• _WORK ITEM_: Where the records below show the word "Trip" in a line, please copy that line.

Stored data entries
════════════════════

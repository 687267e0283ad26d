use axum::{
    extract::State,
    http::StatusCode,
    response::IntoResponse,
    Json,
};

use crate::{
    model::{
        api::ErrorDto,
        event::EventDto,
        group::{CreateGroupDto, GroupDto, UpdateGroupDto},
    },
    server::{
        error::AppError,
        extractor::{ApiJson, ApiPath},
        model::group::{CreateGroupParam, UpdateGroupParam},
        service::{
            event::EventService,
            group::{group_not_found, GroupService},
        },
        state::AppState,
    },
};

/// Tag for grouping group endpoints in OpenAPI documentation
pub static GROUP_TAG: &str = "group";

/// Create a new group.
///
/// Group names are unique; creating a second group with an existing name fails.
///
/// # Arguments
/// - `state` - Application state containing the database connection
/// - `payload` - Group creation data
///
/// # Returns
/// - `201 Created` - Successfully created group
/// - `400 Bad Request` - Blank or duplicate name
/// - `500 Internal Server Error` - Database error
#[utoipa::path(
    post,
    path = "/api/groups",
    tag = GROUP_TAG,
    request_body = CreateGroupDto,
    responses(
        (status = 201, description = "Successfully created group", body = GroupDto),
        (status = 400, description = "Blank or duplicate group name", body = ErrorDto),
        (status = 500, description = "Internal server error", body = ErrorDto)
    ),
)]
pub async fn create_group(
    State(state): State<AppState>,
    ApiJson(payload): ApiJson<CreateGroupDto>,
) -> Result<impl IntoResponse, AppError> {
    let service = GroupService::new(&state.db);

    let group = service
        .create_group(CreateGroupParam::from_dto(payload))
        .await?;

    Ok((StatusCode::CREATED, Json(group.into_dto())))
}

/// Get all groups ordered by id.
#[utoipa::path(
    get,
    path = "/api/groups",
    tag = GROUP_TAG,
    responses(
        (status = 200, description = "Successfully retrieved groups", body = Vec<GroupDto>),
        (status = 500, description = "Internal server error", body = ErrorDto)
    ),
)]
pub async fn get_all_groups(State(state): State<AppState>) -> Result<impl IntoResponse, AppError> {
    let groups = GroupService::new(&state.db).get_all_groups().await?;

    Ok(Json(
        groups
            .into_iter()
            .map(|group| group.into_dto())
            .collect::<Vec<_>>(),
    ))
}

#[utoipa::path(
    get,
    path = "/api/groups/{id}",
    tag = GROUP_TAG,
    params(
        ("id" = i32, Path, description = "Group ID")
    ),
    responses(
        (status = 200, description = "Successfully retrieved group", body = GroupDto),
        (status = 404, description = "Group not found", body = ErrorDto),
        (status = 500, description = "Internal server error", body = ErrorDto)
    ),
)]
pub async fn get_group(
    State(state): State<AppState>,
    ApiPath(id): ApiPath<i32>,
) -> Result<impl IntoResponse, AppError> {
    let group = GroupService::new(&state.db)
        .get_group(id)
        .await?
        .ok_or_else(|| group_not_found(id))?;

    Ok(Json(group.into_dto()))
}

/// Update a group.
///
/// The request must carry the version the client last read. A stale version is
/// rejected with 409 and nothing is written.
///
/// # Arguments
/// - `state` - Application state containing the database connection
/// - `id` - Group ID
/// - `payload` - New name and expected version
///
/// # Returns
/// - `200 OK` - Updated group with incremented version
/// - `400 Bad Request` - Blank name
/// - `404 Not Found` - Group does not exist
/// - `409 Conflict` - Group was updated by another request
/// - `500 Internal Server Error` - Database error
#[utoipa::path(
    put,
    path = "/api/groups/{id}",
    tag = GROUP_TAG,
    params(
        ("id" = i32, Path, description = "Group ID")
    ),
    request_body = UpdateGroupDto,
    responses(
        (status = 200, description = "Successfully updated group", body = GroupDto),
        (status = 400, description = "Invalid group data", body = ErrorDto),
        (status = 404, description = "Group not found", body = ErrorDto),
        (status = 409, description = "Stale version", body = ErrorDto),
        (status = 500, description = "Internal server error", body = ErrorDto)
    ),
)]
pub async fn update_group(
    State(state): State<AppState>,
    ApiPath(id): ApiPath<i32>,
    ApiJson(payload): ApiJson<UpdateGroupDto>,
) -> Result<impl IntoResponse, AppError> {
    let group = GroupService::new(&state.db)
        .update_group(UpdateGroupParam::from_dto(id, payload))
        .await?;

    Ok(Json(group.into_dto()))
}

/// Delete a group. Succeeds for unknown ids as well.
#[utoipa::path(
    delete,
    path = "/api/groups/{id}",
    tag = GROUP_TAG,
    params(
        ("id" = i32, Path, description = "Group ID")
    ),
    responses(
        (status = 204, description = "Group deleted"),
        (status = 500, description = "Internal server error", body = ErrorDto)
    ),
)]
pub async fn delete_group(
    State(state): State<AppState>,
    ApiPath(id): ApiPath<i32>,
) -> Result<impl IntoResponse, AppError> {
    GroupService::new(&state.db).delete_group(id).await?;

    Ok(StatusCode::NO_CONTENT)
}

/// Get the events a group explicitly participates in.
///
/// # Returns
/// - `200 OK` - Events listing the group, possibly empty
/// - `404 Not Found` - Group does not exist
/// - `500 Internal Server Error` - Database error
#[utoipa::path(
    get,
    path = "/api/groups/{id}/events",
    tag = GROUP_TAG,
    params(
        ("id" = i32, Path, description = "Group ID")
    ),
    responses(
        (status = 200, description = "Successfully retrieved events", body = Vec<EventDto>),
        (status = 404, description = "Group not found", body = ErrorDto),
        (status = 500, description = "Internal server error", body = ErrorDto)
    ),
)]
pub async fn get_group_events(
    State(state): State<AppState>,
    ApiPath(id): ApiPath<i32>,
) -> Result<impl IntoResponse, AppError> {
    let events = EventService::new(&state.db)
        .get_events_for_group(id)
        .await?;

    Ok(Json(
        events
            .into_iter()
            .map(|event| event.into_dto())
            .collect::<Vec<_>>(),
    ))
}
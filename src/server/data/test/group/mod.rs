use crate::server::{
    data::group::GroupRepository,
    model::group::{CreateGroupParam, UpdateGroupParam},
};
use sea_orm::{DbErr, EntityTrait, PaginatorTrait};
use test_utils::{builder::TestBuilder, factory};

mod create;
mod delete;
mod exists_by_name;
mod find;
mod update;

════════════════════

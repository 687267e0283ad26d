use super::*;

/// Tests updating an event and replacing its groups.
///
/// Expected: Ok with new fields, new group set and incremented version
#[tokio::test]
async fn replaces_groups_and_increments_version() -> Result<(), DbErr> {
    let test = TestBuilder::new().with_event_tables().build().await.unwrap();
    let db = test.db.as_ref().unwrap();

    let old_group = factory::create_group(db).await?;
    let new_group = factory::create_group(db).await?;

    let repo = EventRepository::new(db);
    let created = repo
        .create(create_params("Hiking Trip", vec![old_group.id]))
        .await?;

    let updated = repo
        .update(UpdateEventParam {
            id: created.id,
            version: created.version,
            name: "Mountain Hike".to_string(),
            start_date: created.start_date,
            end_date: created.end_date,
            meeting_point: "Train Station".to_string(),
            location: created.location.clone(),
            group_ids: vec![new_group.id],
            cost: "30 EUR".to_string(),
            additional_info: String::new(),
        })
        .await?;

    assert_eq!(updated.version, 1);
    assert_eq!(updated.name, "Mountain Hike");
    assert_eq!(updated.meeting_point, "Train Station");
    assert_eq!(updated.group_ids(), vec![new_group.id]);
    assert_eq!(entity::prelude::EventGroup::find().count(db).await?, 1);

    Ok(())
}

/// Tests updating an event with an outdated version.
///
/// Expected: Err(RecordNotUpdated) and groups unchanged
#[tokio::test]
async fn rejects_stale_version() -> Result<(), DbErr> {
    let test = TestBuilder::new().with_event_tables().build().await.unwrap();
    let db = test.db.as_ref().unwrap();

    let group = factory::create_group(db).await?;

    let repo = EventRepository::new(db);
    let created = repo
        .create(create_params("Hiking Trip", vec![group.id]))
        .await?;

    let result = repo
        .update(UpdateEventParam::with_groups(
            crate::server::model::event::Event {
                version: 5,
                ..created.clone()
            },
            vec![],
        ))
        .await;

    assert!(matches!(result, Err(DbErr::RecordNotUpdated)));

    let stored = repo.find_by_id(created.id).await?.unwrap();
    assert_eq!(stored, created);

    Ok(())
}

════════════════════

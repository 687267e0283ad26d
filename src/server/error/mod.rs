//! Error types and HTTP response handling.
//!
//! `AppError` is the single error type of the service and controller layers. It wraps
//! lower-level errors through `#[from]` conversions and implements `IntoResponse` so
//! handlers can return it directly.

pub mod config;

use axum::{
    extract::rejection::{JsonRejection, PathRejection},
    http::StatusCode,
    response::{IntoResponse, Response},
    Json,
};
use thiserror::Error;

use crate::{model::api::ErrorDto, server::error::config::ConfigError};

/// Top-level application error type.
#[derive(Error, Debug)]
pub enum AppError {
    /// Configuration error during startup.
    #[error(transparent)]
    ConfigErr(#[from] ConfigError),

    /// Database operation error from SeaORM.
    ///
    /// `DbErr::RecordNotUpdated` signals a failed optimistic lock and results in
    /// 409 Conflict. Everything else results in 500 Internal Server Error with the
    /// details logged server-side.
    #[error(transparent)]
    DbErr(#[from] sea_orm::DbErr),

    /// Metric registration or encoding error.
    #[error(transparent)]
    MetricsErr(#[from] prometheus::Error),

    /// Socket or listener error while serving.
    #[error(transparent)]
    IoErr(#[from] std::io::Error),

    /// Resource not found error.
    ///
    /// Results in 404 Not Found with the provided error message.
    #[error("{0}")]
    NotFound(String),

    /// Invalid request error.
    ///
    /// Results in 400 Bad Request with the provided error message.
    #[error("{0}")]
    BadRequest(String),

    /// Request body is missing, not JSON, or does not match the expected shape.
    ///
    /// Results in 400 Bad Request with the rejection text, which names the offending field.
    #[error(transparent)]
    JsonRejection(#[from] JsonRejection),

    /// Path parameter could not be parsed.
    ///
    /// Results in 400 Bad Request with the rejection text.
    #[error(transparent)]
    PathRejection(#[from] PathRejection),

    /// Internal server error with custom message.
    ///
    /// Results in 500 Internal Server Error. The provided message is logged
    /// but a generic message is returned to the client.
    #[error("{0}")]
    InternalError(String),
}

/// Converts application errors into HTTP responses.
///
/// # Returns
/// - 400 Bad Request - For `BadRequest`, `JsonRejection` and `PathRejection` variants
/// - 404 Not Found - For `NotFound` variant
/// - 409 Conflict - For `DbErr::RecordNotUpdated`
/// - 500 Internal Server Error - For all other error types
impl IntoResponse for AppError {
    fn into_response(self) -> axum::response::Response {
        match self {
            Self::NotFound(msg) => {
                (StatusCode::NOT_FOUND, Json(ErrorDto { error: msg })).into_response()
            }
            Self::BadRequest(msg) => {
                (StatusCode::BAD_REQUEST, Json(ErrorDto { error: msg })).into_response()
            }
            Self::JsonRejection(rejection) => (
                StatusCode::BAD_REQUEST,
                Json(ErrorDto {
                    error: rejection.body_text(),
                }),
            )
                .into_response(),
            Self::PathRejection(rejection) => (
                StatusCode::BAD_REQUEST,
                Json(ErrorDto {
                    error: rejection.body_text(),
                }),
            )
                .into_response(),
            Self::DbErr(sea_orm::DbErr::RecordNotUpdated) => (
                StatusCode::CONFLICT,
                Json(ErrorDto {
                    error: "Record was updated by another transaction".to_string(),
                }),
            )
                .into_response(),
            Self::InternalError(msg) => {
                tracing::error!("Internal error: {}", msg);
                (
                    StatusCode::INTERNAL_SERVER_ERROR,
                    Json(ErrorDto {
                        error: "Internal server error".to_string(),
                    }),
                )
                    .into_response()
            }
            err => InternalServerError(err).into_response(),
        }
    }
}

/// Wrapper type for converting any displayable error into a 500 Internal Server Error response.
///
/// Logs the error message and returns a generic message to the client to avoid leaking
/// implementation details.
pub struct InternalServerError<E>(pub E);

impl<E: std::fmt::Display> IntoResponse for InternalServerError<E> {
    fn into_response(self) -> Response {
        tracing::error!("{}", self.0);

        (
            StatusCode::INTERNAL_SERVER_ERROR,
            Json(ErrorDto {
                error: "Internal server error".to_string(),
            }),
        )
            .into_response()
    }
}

════════════════════

• _WRITTEN ANSWER_:
        .create(create_params("Hiking Trip", vec![old_group.id]))
        .create(create_params("Hiking Trip", vec![group.id]))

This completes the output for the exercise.